*** Records provided ***
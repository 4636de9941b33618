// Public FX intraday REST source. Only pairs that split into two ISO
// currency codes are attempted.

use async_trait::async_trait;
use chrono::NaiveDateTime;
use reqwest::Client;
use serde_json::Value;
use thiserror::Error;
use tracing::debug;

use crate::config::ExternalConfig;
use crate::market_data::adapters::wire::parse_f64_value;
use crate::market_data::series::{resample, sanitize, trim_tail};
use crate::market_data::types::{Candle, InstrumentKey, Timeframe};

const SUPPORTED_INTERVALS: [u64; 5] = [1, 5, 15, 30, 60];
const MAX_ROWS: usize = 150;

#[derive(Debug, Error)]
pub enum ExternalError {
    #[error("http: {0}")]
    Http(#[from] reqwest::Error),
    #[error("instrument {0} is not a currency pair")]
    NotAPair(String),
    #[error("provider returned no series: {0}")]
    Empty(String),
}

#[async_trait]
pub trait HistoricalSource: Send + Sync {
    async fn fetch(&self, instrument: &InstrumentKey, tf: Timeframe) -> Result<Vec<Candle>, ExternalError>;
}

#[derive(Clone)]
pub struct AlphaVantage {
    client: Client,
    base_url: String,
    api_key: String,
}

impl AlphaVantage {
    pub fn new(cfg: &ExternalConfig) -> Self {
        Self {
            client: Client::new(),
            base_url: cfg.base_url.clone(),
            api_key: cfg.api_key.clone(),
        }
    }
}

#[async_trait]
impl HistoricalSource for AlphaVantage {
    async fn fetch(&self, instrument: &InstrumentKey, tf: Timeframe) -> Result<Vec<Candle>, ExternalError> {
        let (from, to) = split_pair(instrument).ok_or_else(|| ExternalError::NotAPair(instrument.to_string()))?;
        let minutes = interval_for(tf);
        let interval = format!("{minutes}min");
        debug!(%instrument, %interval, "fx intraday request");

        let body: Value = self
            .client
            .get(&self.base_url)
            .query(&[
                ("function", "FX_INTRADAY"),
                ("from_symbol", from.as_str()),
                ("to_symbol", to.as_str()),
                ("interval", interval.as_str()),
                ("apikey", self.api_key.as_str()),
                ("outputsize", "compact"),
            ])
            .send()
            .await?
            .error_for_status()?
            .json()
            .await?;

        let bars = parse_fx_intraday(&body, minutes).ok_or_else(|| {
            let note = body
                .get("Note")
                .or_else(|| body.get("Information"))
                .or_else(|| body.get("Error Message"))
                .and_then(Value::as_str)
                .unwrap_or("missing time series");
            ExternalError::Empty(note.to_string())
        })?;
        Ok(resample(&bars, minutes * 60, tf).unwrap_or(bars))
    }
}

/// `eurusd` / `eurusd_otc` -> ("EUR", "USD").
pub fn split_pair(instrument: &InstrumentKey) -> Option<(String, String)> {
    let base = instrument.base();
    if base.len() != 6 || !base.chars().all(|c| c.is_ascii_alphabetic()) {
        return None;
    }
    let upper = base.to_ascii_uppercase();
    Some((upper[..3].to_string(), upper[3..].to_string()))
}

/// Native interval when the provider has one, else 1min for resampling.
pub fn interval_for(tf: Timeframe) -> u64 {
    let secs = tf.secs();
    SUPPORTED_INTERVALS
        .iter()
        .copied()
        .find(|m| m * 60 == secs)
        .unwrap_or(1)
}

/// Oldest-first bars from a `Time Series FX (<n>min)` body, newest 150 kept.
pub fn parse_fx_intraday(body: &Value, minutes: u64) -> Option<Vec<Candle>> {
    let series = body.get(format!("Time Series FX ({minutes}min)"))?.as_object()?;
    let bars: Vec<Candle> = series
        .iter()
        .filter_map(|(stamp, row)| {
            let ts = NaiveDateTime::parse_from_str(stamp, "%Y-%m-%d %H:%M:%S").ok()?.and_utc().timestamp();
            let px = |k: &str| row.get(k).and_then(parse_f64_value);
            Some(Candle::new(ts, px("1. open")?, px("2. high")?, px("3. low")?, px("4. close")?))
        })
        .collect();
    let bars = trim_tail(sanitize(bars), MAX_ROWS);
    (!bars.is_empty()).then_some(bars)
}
*** End of Records provided ***
*** Records provided ***
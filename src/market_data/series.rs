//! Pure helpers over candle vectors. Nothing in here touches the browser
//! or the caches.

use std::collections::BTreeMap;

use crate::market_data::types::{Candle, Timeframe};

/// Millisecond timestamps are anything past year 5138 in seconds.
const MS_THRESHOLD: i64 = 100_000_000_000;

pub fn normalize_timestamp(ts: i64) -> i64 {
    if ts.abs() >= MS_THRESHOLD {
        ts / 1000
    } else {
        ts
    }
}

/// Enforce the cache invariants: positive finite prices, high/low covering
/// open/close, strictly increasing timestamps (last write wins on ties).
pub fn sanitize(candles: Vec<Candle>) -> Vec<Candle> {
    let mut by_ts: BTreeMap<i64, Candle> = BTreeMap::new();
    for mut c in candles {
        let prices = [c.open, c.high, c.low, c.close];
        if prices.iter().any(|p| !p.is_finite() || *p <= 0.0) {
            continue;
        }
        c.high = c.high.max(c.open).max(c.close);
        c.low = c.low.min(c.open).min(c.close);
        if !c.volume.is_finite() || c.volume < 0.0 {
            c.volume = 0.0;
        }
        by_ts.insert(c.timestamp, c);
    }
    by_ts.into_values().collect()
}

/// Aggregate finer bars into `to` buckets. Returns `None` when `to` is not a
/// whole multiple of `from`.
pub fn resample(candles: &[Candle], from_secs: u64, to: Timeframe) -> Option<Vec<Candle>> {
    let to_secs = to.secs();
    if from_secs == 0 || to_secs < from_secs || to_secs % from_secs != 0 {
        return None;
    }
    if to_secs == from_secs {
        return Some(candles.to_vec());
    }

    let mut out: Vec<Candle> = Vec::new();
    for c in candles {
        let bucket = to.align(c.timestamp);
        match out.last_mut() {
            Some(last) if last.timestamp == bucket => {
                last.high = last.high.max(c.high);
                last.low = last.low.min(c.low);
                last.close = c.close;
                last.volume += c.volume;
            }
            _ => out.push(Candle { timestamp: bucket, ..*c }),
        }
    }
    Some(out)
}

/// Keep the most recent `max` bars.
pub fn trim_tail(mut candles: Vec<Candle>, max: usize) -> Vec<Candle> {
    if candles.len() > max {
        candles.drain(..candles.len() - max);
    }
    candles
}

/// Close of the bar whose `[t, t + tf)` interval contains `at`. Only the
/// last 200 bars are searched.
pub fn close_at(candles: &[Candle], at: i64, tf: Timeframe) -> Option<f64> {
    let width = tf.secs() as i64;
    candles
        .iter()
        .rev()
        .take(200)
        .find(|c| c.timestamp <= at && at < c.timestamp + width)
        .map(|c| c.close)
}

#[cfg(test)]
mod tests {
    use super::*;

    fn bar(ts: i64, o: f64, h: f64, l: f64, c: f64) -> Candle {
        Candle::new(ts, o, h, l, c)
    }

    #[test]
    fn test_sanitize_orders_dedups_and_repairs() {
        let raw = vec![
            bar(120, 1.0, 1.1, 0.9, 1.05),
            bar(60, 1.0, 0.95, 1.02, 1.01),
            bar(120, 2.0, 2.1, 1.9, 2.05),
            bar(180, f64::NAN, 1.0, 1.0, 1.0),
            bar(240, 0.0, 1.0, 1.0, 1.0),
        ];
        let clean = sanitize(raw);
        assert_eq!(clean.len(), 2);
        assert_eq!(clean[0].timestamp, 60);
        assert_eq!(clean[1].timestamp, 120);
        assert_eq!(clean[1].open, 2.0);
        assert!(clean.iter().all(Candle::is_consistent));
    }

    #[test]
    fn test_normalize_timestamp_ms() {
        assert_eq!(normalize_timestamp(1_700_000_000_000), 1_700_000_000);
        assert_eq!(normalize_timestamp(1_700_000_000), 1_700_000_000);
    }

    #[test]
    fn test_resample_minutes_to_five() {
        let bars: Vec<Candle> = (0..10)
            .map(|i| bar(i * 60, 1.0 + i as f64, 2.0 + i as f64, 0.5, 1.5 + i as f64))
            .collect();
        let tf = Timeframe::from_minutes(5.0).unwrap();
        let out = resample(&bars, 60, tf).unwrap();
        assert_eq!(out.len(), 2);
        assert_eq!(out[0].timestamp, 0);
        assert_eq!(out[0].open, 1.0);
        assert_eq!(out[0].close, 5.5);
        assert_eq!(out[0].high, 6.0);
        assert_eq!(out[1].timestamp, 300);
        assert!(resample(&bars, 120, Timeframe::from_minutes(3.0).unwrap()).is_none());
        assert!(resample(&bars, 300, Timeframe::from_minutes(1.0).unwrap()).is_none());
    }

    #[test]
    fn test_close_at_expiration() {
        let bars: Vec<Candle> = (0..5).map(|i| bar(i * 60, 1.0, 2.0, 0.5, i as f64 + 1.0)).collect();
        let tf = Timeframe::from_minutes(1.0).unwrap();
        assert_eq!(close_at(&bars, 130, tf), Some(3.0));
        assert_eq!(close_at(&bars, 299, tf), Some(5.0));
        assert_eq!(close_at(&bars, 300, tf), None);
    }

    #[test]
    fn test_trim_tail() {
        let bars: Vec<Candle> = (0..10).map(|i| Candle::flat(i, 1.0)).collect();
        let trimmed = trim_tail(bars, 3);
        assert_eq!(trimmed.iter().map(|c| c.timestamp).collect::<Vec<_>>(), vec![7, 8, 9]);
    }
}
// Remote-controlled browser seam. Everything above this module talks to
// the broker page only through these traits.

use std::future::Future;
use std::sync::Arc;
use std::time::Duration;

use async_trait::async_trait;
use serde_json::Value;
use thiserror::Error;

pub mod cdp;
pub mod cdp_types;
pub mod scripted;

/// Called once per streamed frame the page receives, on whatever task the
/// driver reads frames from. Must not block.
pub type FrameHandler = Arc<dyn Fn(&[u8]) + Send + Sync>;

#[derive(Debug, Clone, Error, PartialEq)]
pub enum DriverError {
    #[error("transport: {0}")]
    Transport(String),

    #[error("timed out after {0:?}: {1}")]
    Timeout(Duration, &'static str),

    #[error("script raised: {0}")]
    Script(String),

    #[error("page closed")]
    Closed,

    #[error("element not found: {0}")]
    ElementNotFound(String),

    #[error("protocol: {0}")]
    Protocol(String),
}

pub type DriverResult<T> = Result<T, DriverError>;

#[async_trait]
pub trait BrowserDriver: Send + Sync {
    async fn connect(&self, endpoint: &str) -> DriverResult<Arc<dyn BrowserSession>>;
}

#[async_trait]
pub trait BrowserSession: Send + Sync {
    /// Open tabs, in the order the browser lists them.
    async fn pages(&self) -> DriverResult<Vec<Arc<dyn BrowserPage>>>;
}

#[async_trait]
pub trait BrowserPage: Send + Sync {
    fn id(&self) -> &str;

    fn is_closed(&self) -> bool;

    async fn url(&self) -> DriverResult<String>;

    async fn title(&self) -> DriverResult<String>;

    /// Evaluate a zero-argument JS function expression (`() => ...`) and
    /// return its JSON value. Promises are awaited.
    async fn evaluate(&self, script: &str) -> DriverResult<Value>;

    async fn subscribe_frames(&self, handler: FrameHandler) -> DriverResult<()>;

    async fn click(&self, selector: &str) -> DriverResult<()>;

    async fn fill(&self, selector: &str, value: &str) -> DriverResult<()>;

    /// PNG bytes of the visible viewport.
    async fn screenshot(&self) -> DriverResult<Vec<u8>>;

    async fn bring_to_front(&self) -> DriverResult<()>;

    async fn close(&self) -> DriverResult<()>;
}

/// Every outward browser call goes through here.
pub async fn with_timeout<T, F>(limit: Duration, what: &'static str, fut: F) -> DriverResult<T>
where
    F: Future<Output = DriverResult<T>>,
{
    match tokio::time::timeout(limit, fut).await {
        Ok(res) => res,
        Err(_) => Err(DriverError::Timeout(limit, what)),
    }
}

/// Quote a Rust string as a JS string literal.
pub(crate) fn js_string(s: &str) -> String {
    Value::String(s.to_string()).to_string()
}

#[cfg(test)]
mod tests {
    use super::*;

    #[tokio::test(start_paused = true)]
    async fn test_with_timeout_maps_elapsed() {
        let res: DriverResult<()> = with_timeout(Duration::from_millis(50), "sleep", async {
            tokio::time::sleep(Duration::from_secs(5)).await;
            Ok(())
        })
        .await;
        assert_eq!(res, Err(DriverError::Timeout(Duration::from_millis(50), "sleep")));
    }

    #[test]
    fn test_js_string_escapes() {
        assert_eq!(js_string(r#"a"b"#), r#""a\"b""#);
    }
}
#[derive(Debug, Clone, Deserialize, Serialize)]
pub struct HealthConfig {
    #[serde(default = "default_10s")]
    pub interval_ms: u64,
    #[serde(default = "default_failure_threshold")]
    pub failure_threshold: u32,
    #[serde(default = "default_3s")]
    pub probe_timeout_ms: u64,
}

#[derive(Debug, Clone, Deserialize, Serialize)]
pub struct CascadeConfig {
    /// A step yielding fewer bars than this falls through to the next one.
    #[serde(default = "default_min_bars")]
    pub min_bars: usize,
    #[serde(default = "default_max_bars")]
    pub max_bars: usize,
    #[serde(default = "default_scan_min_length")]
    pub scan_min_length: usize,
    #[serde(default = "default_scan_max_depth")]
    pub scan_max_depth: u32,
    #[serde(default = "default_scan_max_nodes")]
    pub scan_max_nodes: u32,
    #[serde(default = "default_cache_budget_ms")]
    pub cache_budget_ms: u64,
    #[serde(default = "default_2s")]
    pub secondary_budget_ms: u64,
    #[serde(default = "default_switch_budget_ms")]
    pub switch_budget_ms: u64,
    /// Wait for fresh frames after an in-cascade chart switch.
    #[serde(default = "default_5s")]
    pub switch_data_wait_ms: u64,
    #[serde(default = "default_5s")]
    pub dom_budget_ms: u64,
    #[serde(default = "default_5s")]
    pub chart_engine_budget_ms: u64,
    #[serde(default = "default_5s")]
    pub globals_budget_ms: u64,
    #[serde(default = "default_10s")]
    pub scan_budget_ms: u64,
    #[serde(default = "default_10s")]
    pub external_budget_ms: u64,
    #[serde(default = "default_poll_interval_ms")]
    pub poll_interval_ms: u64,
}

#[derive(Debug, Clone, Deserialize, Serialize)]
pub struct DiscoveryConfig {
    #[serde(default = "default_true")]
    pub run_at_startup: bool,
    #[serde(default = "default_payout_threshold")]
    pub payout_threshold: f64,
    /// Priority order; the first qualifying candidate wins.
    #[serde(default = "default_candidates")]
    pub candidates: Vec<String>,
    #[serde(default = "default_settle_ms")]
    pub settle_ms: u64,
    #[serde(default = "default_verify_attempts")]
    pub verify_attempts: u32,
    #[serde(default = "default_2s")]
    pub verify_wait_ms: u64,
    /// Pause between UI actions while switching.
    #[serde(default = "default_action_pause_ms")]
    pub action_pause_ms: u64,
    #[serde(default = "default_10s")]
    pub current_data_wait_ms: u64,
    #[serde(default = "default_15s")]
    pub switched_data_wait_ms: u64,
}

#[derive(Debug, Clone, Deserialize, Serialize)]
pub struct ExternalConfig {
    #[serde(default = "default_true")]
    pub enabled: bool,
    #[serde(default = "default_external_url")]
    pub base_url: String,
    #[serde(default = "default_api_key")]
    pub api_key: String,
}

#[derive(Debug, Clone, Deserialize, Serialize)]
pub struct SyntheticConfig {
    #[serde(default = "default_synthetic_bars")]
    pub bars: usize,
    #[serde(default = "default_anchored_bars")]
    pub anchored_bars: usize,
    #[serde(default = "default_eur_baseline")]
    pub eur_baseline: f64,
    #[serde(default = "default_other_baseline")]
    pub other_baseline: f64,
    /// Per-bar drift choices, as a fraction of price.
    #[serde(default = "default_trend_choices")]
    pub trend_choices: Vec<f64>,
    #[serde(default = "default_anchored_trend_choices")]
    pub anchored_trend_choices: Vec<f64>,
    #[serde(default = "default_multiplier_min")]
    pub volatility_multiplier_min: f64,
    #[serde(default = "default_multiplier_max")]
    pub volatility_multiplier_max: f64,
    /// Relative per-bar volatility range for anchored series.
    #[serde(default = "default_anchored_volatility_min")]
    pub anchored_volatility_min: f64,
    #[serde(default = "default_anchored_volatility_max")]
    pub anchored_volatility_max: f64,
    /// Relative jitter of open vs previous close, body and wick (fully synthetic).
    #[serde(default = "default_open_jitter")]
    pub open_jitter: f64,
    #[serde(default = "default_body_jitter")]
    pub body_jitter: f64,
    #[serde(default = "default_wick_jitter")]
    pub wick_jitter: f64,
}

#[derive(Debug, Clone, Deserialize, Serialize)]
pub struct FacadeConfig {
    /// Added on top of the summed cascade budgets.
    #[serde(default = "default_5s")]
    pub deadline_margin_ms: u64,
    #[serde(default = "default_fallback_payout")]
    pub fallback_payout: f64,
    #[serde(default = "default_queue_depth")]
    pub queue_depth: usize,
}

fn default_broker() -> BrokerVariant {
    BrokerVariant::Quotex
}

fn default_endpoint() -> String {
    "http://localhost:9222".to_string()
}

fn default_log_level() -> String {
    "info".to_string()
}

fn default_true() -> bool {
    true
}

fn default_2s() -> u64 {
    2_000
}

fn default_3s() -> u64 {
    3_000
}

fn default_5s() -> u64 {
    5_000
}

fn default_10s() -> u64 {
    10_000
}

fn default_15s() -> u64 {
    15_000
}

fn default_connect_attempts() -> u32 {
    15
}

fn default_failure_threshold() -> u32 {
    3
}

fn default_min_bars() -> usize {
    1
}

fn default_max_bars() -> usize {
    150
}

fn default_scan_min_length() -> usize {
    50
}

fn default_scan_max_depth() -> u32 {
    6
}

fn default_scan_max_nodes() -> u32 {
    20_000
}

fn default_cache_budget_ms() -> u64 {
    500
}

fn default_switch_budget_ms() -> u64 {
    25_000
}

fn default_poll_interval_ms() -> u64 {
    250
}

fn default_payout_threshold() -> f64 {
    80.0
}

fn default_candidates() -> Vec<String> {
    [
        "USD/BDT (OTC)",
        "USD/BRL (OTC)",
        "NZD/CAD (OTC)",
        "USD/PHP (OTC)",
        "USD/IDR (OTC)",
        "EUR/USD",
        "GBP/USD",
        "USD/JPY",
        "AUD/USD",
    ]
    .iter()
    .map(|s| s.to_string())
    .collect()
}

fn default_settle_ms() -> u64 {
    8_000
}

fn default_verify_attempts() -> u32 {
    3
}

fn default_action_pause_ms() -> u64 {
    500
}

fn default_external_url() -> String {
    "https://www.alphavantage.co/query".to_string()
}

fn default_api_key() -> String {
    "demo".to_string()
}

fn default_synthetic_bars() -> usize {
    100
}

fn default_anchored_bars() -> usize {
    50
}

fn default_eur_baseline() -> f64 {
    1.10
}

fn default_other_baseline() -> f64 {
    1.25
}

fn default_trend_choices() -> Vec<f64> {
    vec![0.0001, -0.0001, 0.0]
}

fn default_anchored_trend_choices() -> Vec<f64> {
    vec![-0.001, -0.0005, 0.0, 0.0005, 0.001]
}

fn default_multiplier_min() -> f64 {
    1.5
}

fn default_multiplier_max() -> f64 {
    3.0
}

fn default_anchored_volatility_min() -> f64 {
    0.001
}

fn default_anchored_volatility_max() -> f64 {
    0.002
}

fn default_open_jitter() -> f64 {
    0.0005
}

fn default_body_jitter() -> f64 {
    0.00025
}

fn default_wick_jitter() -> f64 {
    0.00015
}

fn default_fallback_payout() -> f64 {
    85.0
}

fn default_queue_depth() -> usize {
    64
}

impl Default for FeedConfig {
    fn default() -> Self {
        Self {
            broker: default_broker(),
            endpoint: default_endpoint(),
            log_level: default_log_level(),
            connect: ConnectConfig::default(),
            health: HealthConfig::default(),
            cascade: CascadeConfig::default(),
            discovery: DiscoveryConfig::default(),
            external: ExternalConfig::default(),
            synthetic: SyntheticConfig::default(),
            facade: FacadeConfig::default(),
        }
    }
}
*** End of Records provided ***
Work to be completed
Give back, exactly as written, the stretch from the line with "repository 4636de9941b33618" through the line with "pub enum ExternalError", and no other lines from the records above.

Answer space
repository 4636de9941b33618
// Public FX intraday REST source. Only pairs that split into two ISO
// currency codes are attempted.

use async_trait::async_trait;
use chrono::NaiveDateTime;
use reqwest::Client;
use serde_json::Value;
use thiserror::Error;
use tracing::debug;

use crate::config::ExternalConfig;
use crate::market_data::adapters::wire::parse_f64_value;
use crate::market_data::series::{resample, sanitize, trim_tail};
use crate::market_data::types::{Candle, InstrumentKey, Timeframe};

const SUPPORTED_INTERVALS: [u64; 5] = [1, 5, 15, 30, 60];
const MAX_ROWS: usize = 150;

#[derive(Debug, Error)]
pub enum ExternalError {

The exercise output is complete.